Auch die Geschichte eines weiteren Glaxo-Kassenschlagers passt in dieses Bild. Das Pharmaunternehmen Smithkline, damaliger Konkurrent und heutiger Partner von Glaxo, verkaufte ab 1976 Tagamet, ein Medikament gegen Magengeschwüre. Fünf Jahre später brachte Glaxo das Konkurrenzprodukt Zantac auf den Markt und verdrängte Tagamet – nicht obwohl Glaxos Mittel teurer war, sondern gerade deswegen. So fiel es dem Vertrieb leichter, das Medikament als qualitativ höherwertig anzupreisen. Die Marketingstrategie ging auf. 1986 war Zantac das meistverkaufte Mittel überhaupt. 1994 brachte es Glaxo 43 Prozent des Konzernumsatzes ein.
Der Innovationsvorsprung ist also oft gar nicht entscheidend. „Nachahmer sind häufig profitabler“, sagt Stadler.
Glaxo umgeht teure Grundlagenforschung auch, indem es sein Portfolio durch Zukäufe erweitert. Im Juni wurde die Übernahme des Biotech-Unternehmens Okairos bekannt. Gemeinsam sollen Impfstoffe unter anderem gegen HIV und Malaria entwickelt werden.
Trotz alledem musste Glaxo kürzlich mit negativen Schlagzeilen klarkommen. Das Unternehmen war wegen einer Bestechungsaffäre in China in die Schlagzeilen geraten. Solche Verfehlungen können sich schnell in der Bilanz niederschlagen.
Der Jahrhundert-Champion HSBC zum Beispiel zahlte 2012 umgerechnet rund 1,4 Milliarden Euro Strafe an die US-Behörden. Der Grund: Die britische Großbank war in einen Geldwäscheskandal verwickelt. Sie hatte dabei geholfen, Geld aus Ländern wie Mexiko, Saudi-Arabien und dem Iran in die USA zu transferieren. Der US-Senat kam zur Erkenntnis, dass diese Gelder auch aus Drogengeschäften stammten.
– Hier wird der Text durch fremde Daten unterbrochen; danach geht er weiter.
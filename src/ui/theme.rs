use ratatui::style::{Color, Modifier, Style};

pub(crate) const HEADER_BG: Color = Color::Rgb(30, 30, 46);
pub(crate) const ACCENT: Color = Color::Rgb(137, 180, 250);
pub(crate) const GREEN: Color = Color::Rgb(166, 227, 161);
pub(crate) const RED: Color = Color::Rgb(243, 139, 168);
pub(crate) const YELLOW: Color = Color::Rgb(249, 226, 175);
pub(crate) const PEACH: Color = Color::Rgb(250, 179, 135);
pub(crate) const SURFACE: Color = Color::Rgb(49, 50, 68);
pub(crate) const TEXT: Color = Color::Rgb(205, 214, 244);
pub(crate) const TEXT_DIM: Color = Color::Rgb(127, 132, 156);
pub(crate) const OVERLAY: Color = Color::Rgb(69, 71, 90);
pub(crate) const COMMAND_BG: Color = Color::Rgb(24, 24, 37);

pub(crate) fn selected_style() -> Style {
    Style::default().fg(HEADER_BG).bg(ACCENT)
}

pub(crate) fn normal_style() -> Style {
    Style::default().fg(TEXT)
}

pub(crate) fn dim_style() -> Style {
    Style::default().fg(TEXT_DIM)
}

pub(crate) fn section_style() -> Style {
    Style::default().fg(YELLOW).add_modifier(Modifier::BOLD)
}

pub(crate) fn title_style() -> Style {
    Style::default().fg(TEXT_DIM).add_modifier(Modifier::BOLD)
}

pub(crate) fn income_style() -> Style {
    Style::default().fg(GREEN)
}

pub(crate) fn expense_style() -> Style {
    Style::default().fg(RED)
}

pub(crate) fn pool_style() -> Style {
    Style::default().fg(PEACH).add_modifier(Modifier::BOLD)
}

pub(crate) fn command_bar_style() -> Style {
    Style::default().fg(TEXT).bg(COMMAND_BG)
}

pub(crate) fn status_bar_style() -> Style {
    Style::default().fg(TEXT_DIM).bg(SURFACE)
}
use ratatui::{
    layout::{Constraint, Direction, Layout, Rect},
    style::{Modifier, Style},
    text::{Line, Span},
    widgets::{Block, Borders, Paragraph, Wrap},
    Frame,
};

use crate::models::CategoryKind;
use crate::ui::app::App;
use crate::ui::form::{EntryForm, FormField};
use crate::ui::theme;
use crate::ui::util::{format_amount, pad_right};

const LABEL_WIDTH: usize = 22;

pub(crate) fn render(f: &mut Frame, area: Rect, app: &App) {
    let chunks = Layout::default()
        .direction(Direction::Vertical)
        .constraints([
            Constraint::Min(14),   // Period and amounts
            Constraint::Length(4), // Comment
        ])
        .split(area);

    render_fields(f, chunks[0], app);
    render_comment(f, chunks[1], app);
}

fn render_fields(f: &mut Frame, area: Rect, app: &App) {
    let form = &app.form;
    let mut lines: Vec<Line> = Vec::new();
    let mut section: Option<CategoryKind> = None;

    for (i, field) in EntryForm::fields().iter().enumerate() {
        let selected = i == form.selected;
        let (label, value, value_style) = match *field {
            FormField::Month => (
                "Month".to_string(),
                format!("◀ {} ▶", form.period().month.name()),
                theme::normal_style(),
            ),
            FormField::Year => (
                "Year".to_string(),
                format!("◀ {} ▶", form.period().year),
                theme::normal_style(),
            ),
            FormField::Amount(kind, name) => {
                if section != Some(kind) {
                    section = Some(kind);
                    lines.push(Line::from(""));
                    let heading = match kind {
                        CategoryKind::Income => " Income",
                        CategoryKind::Expense => " Expenses",
                    };
                    lines.push(Line::from(Span::styled(heading, theme::section_style())));
                }
                let style = match kind {
                    CategoryKind::Income => theme::income_style(),
                    CategoryKind::Expense => theme::expense_style(),
                };
                (
                    name.to_string(),
                    format_amount(i64::from(form.amount(kind, name)), &app.currency),
                    style,
                )
            }
            // Rendered in its own block below
            FormField::Comment => continue,
        };

        let row_style = if selected {
            theme::selected_style()
        } else {
            theme::normal_style()
        };
        let marker = if selected { "▸ " } else { "  " };
        lines.push(Line::from(vec![
            Span::styled(format!("{marker}{}", pad_right(&label, LABEL_WIDTH)), row_style),
            Span::styled(
                format!(" {value:>16}"),
                if selected { row_style } else { value_style },
            ),
        ]));
    }

    let block = Block::default()
        .borders(Borders::ALL)
        .border_style(Style::default().fg(theme::OVERLAY))
        .title(Span::styled(
            format!(" Enter values in {} ", app.currency),
            theme::title_style(),
        ));
    f.render_widget(Paragraph::new(lines).block(block), area);
}

fn render_comment(f: &mut Frame, area: Rect, app: &App) {
    let selected = app.form.current_field() == FormField::Comment;
    let border = if selected {
        Style::default().fg(theme::ACCENT)
    } else {
        Style::default().fg(theme::OVERLAY)
    };
    let text = if app.form.comment().is_empty() {
        Line::from(Span::styled("Write a comment here", theme::dim_style()))
    } else {
        Line::from(Span::styled(app.form.comment(), theme::normal_style()))
    };
    let block = Block::default()
        .borders(Borders::ALL)
        .border_style(border)
        .title(Span::styled(
            " Comment ",
            theme::title_style().add_modifier(if selected {
                Modifier::REVERSED
            } else {
                Modifier::empty()
            }),
        ));
    f.render_widget(
        Paragraph::new(text).wrap(Wrap { trim: true }).block(block),
        area,
    );
}
use std::collections::HashMap;
use std::sync::LazyLock;

use super::app::{App, Screen};
use crate::db::Database;
use crate::models::{month_from_name, PeriodKey};

pub(crate) struct Command {
    pub(crate) description: &'static str,
    pub(crate) run: fn(&str, &mut App, &mut Database) -> anyhow::Result<()>,
}

macro_rules! register_command {
    ($name:expr, $desc:expr, $func:expr, $registry:expr) => {{
        $registry.insert(
            $name,
            Command {
                description: $desc,
                run: $func,
            },
        );
    }};
}

pub(crate) static COMMANDS: LazyLock<HashMap<&str, Command>> = LazyLock::new(|| {
    let mut r: HashMap<&str, Command> = HashMap::new();

    register_command!("q", "Quit", cmd_quit, r);
    register_command!("quit", "Quit", cmd_quit, r);
    register_command!("e", "Go to Enter data", cmd_entry, r);
    register_command!("entry", "Go to Enter data", cmd_entry, r);
    register_command!("v", "Go to Visualize", cmd_visualize, r);
    register_command!("visualize", "Go to Visualize", cmd_visualize, r);
    register_command!("w", "Save the entry form", cmd_save, r);
    register_command!("save", "Save the entry form", cmd_save, r);
    register_command!("p", "Plot a period (e.g. :p 2024_January)", cmd_plot, r);
    register_command!(
        "plot",
        "Plot a period (e.g. :plot 2024_January)",
        cmd_plot,
        r
    );
    register_command!(
        "period",
        "Select form period (e.g. :period 2024 March)",
        cmd_period,
        r
    );
    register_command!("clear", "Clear the entry form", cmd_clear, r);
    register_command!("help", "Show available commands", cmd_help, r);
    register_command!("h", "Show available commands", cmd_help, r);

    r
});

/// Dispatch one `:` command line.
pub(crate) fn handle_command(input: &str, app: &mut App, db: &mut Database) -> anyhow::Result<()> {
    let input = input.trim();
    if input.is_empty() {
        return Ok(());
    }
    let (name, args) = match input.split_once(char::is_whitespace) {
        Some((name, args)) => (name, args.trim()),
        None => (input, ""),
    };
    match COMMANDS.get(name) {
        Some(cmd) => (cmd.run)(args, app, db),
        None => {
            app.set_status(format!("Unknown command: {name}"));
            Ok(())
        }
    }
}

fn cmd_quit(_args: &str, app: &mut App, _db: &mut Database) -> anyhow::Result<()> {
    app.running = false;
    Ok(())
}

fn cmd_entry(_args: &str, app: &mut App, _db: &mut Database) -> anyhow::Result<()> {
    app.screen = Screen::Entry;
    Ok(())
}

fn cmd_visualize(_args: &str, app: &mut App, db: &mut Database) -> anyhow::Result<()> {
    app.screen = Screen::Visualize;
    app.refresh_periods(db)
}

fn cmd_save(_args: &str, app: &mut App, db: &mut Database) -> anyhow::Result<()> {
    app.save_form(db)
}

fn cmd_plot(args: &str, app: &mut App, db: &mut Database) -> anyhow::Result<()> {
    app.screen = Screen::Visualize;
    app.refresh_periods(db)?;
    if args.is_empty() {
        app.plot_selected(db)
    } else {
        app.plot(db, args)
    }
}

fn cmd_period(args: &str, app: &mut App, _db: &mut Database) -> anyhow::Result<()> {
    match parse_period_args(args, app.form.years()) {
        Ok(period) => {
            app.form.select_period(period);
            app.screen = Screen::Entry;
            app.set_status(format!("Period: {period}"));
        }
        Err(msg) => app.set_status(msg),
    }
    Ok(())
}

fn cmd_clear(_args: &str, app: &mut App, _db: &mut Database) -> anyhow::Result<()> {
    app.form.clear();
    app.set_status("Form cleared");
    Ok(())
}

fn cmd_help(_args: &str, app: &mut App, _db: &mut Database) -> anyhow::Result<()> {
    app.show_help = true;
    Ok(())
}

/// Parse `<year> <month>` where the year must be one the form offers and the
/// month is a full English name or its three-letter prefix, any case.
pub(crate) fn parse_period_args(args: &str, years: [i32; 2]) -> Result<PeriodKey, String> {
    let usage = || "Usage: :period <year> <month>".to_string();
    let mut parts = args.split_whitespace();
    let year = parts.next().ok_or_else(usage)?;
    let month = parts.next().ok_or_else(usage)?;

    let year: i32 = year.parse().map_err(|_| format!("Invalid year: {year}"))?;
    if !years.contains(&year) {
        return Err(format!("Year must be {} or {}", years[0], years[1]));
    }
    let month = month_from_name(month).ok_or_else(|| format!("Unknown month: {month}"))?;
    Ok(PeriodKey::new(year, month))
}
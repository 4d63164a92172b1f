mod category;
mod period;

pub(crate) use category::{Amounts, CategoryKind, EXPENSE_CATEGORIES, INCOME_CATEGORIES};
pub(crate) use period::{month_from_name, PeriodForm, PeriodKey, PeriodRecord};

#[cfg(test)]
mod tests;
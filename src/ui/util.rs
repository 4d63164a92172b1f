/// Format a whole amount with space-grouped thousands and a currency suffix.
/// e.g. `-1234567` with `"NOK"` → `"-1 234 567 NOK"`
pub(crate) fn format_amount(val: i64, currency: &str) -> String {
    let digits = val.unsigned_abs().to_string();
    let grouped: String = digits
        .as_bytes()
        .rchunks(3)
        .rev()
        .map(|chunk| std::str::from_utf8(chunk).unwrap_or(""))
        .collect::<Vec<_>>()
        .join(" ");

    let sign = if val < 0 { "-" } else { "" };
    if currency.is_empty() {
        format!("{sign}{grouped}")
    } else {
        format!("{sign}{grouped} {currency}")
    }
}

/// Truncate a string to `max` visible characters, appending "…" if truncated.
/// Safe for multi-byte UTF-8 characters.
pub(crate) fn truncate(s: &str, max: usize) -> String {
    if max == 0 {
        return String::new();
    }
    let char_count = s.chars().count();
    if char_count <= max {
        return s.to_string();
    }
    let truncated: String = s.chars().take(max.saturating_sub(1)).collect();
    format!("{truncated}…")
}

/// Pad with spaces to exactly `width` characters, truncating longer input.
pub(crate) fn pad_right(s: &str, width: usize) -> String {
    let cut = truncate(s, width);
    let len = cut.chars().count();
    format!("{cut}{}", " ".repeat(width.saturating_sub(len)))
}

/// Horizontal bar of `width` cells filled in proportion to `part / whole`.
pub(crate) fn flow_bar(part: i64, whole: i64, width: usize) -> String {
    let ratio = if whole > 0 {
        (part.max(0) as f64 / whole as f64).min(1.0)
    } else {
        0.0
    };
    let mut filled = (ratio * width as f64).round() as usize;
    if part > 0 && filled == 0 && width > 0 {
        filled = 1;
    }
    format!("{}{}", "█".repeat(filled), "░".repeat(width.saturating_sub(filled)))
}

/// Move a list cursor down by one, adjusting scroll to keep cursor visible.
pub(crate) fn scroll_down(index: &mut usize, scroll: &mut usize, len: usize, page: usize) {
    if *index + 1 < len {
        *index += 1;
        if *index >= *scroll + page {
            *scroll = index.saturating_sub(page.saturating_sub(1));
        }
    }
}

/// Move a list cursor up by one, adjusting scroll to keep cursor visible.
pub(crate) fn scroll_up(index: &mut usize, scroll: &mut usize) {
    *index = index.saturating_sub(1);
    if *index < *scroll {
        *scroll = *index;
    }
}

pub(crate) fn scroll_to_top(index: &mut usize, scroll: &mut usize) {
    *index = 0;
    *scroll = 0;
}

pub(crate) fn scroll_to_bottom(index: &mut usize, scroll: &mut usize, len: usize, page: usize) {
    if len > 0 {
        *index = len - 1;
        *scroll = index.saturating_sub(page.saturating_sub(1));
    }
}

/// Move `scroll` the least distance that puts `index` inside a page.
pub(crate) fn scroll_into_view(index: usize, scroll: &mut usize, page: usize) {
    let page = page.max(1);
    if index < *scroll {
        *scroll = index;
    } else if index >= *scroll + page {
        *scroll = index + 1 - page;
    }
}
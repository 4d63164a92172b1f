use crate::models::PeriodRecord;

#[derive(Debug, Clone, Copy, PartialEq, Eq, Default)]
pub(crate) struct Metrics {
    pub total_income: i64,
    pub total_expense: i64,
    /// Negative when expenses exceed income.
    pub remaining: i64,
}

impl Metrics {
    pub(crate) fn from_record(record: &PeriodRecord) -> Self {
        let total_income = record.incomes.total();
        let total_expense = record.expenses.total();
        Self {
            total_income,
            total_expense,
            remaining: total_income - total_expense,
        }
    }

    pub(crate) fn is_over_budget(&self) -> bool {
        self.remaining < 0
    }
}
pub(crate) const SCHEMA_V1: &str = r#"
CREATE TABLE IF NOT EXISTS schema_version (
    version INTEGER NOT NULL
);

CREATE TABLE IF NOT EXISTS periods (
    id          INTEGER PRIMARY KEY AUTOINCREMENT,
    key         TEXT NOT NULL UNIQUE,
    comment     TEXT NOT NULL DEFAULT '',
    created_at  TEXT NOT NULL,
    updated_at  TEXT NOT NULL
);

CREATE TABLE IF NOT EXISTS period_amounts (
    period_id   INTEGER NOT NULL REFERENCES periods(id) ON DELETE CASCADE,
    kind        TEXT NOT NULL,
    position    INTEGER NOT NULL,
    category    TEXT NOT NULL,
    amount      INTEGER NOT NULL DEFAULT 0,
    PRIMARY KEY (period_id, kind, position)
);

CREATE INDEX IF NOT EXISTS idx_period_amounts_period ON period_amounts(period_id);
"#;

pub(crate) const CURRENT_VERSION: i32 = 1;

/// Migrations from version N to N+1.
/// Each entry is (from_version, sql).
pub(crate) const MIGRATIONS: &[(i32, &str)] = &[];
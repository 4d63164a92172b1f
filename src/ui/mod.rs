pub(crate) mod app;
pub(crate) mod commands;
pub(crate) mod form;
pub(crate) mod render;
pub(crate) mod screens;
pub(crate) mod theme;
pub(crate) mod util;

#[cfg(test)]
#[path = "util_tests.rs"]
mod util_tests;


#[cfg(test)]
#[path = "commands_tests.rs"]
mod commands_tests;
Und dass die HSBC mit Geldinstituten Geschäfte machte, die der Terrororganisation al-Qaida nahestanden.
Die Bank hat daraus Konsequenzen gezogen: Zwischen 2009 und 2011 hat die HSBC ihre Ausgaben zur Bekämpfung von Geldwäsche in etwa verneunfacht. Das entsprechende Personal hat sich zwischen 2010 und 2012 fast verzehnfacht.
Offenbar hat sie aus Fehlern gelernt. Vielleicht auch deshalb, weil ein Fauxpas aus der frühen Firmengeschichte bis heute seine Spuren hinterlassen hat. 1865 gründeten europäische Handelshäuser die HSBC in Hongkong, um Geschäfte in Asien zu finanzieren. 1873 befand sich die Weltwirtschaft in einer Rezession. Damals merkte die HSBC, dass sie in Großbritannien schwieriger an frisches Kapital kam als britische Banken. Die Lehre daraus: 1876 entstand in London ein zweites Vorstandsgremium. „Bis heute bemüht sich die HSBC um eine gesunde Balance zwischen Asien und Europa“, sagt Studienautor Wältermann. Das Hauptquartier ist in London, der CEO sitzt in Hongkong.
Doch so lang eine Tradition auch sein mag, manche Veränderungen sind unausweichlich. Ist ein Umbau notwendig, sollten Unternehmen einen harten Bruch vermeiden und den Wandel sensibel gestalten – seien es Umstrukturierungen, Schließungen von Abteilungen oder der Zukauf neuer Geschäftsfelder. „Die Mitarbeiter müssen die Veränderungen verstehen und mittragen“, sagt Wältermann. „Auch sollten sich Konzerne für solche grundsätzlichen Umbrüche Zeit nehmen.“
Diese vermeintliche Banalität wirkt in der schnelllebigen Wirtschaftswelt fast ein wenig anachronistisch. Doch Wältermann ist überzeugt, dass sie heute wichtiger ist denn je. Auch deshalb, weil der demografische Wandel das Kräfteverhältnis zugunsten der Arbeitnehmer verschiebe. Vereinfacht gesagt: Wenn sie sich überrumpelt fühlen, wenden sie sich von ihrem Arbeitgeber ab – bestenfalls emotional, schlimmstenfalls durch Kündigung.